Most builder agreements include the HST in the stated purchase price, conditional on the buyer assigning the rebate. If you are buying as an investor and you do not qualify for the rebate, or if you handle the rebate incorrectly, you may owe the builder the full unrebated HST amount at closing. For a $700,000 unit, that could mean an additional $24,000 to $30,200 over and above what you budgeted.
Land Transfer Tax: A Double Charge in Toronto
Ontario's land transfer tax applies to all property purchases in the province and is calculated on a sliding scale based on purchase price. For a $700,000 condo, the Ontario land transfer tax would be approximately $9,475. If you are purchasing within the City of Toronto, you also pay a municipal land transfer tax of an identical amount — bringing the combined land transfer tax bill to approximately $18,950.

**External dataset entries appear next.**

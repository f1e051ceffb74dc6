use std::mem;

use common::random::RngWrapper;
use validator::Validate;

use crate::{
    error::{EvolutionError, EvolutionResult},
    Chromosome,
};

use super::{Modifier, ModifierConfig, MutationStrategy};

/// Rate-driven mutation and multi-point crossover.
///
/// Crossover draws its cut points unsorted, sorts them, then swaps the
/// alternating segments between consecutive points; an odd point count
/// leaves the final swapped segment running to the end of the genes.
pub struct GeneticModifier<G, R> {
    config: ModifierConfig,
    strategy: MutationStrategy<G>,
    rng: R,
}

impl<G, R> GeneticModifier<G, R>
where
    R: RngWrapper,
{
    /// Fails with `OutOfRange` when a configured rate leaves [0, 1].
    pub fn new(
        config: ModifierConfig,
        strategy: MutationStrategy<G>,
        rng: R,
    ) -> EvolutionResult<Self> {
        config.validate()?;
        Ok(GeneticModifier {
            config,
            strategy,
            rng,
        })
    }
}

impl<G, R> Modifier<G> for GeneticModifier<G, R>
where
    R: RngWrapper,
{
    fn mutate(&mut self, chromosome: &mut Chromosome<G>) -> EvolutionResult<()> {
        if chromosome.is_empty() {
            return Err(EvolutionError::invalid_argument(
                "chromosome",
                "must hold at least one gene",
            ));
        }

        let length = chromosome.len();
        for index in 0..length {
            if self.rng.gen_fraction() >= self.config.mutation_rate {
                continue;
            }
            match &mut self.strategy {
                MutationStrategy::Adjacent => chromosome.genes.swap(index, (index + 1) % length),
                MutationStrategy::Random => {
                    let other = self.rng.gen_index(length);
                    chromosome.genes.swap(index, other);
                }
                MutationStrategy::Custom(mutation) => mutation(chromosome, index),
            }
        }
        Ok(())
    }

    fn crossover(
        &mut self,
        first: &mut Chromosome<G>,
        second: &mut Chromosome<G>,
    ) -> EvolutionResult<()> {
        if first.is_empty() {
            return Err(EvolutionError::invalid_argument(
                "first",
                "must hold at least one gene",
            ));
        }
        if second.is_empty() {
            return Err(EvolutionError::invalid_argument(
                "second",
                "must hold at least one gene",
            ));
        }
        let length = first.len();
        if second.len() != length {
            return Err(EvolutionError::invalid_argument(
                "second",
                format!("holds {} genes where {} are expected", second.len(), length),
            ));
        }

        if self.rng.gen_fraction() >= self.config.crossover_rate {
            return Ok(());
        }

        let mut points: Vec<usize> = (0..self.config.crossover_points)
            .map(|_| self.rng.gen_index(length))
            .collect();
        points.sort_unstable();

        for pair in points.chunks(2) {
            let start = pair[0];
            let end = pair.get(1).copied().unwrap_or(length);
            for index in start..end {
                mem::swap(&mut first.genes[index], &mut second.genes[index]);
            }
        }
        Ok(())
    }
}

First-time homebuyers may be eligible for a rebate of up to $4,000 on the provincial land transfer tax and up to $4,475 on the Toronto municipal land transfer tax, potentially saving up to $8,475. However, strict eligibility criteria apply, including never having owned a home anywhere in the world.
For the full calculation methodology and 2026 rate schedules, review our Toronto Closing Costs Breakdown 2026 guide, which includes worked examples across multiple price points.
You can also browse Toronto pre-construction homes on our platform to compare projects across different neighbourhoods and understand how purchase price — and therefore land transfer tax — varies by location.
Tarion Warranty Programme Fees
Every new home built in Ontario must be enrolled with Tarion (formerly the Tarion Warranty Corporation, now operating under the Home Construction Regulatory Authority). Tarion provides statutory warranty protection covering:
- 1-year warranty on workmanship and materials
- 2-year warranty on electrical, plumbing, heating systems, and building envelope
- 7-year warranty on major structural defects
The enrolment fee is paid by the builder but passed through to the buyer at closing. As of 2024, the Tarion enrolment fee for a condo priced at $700,000 is approximately $1,690. For condos priced at $1,000,000, the fee rises to approximately $2,190. These figures are set by regulation and are not negotiable.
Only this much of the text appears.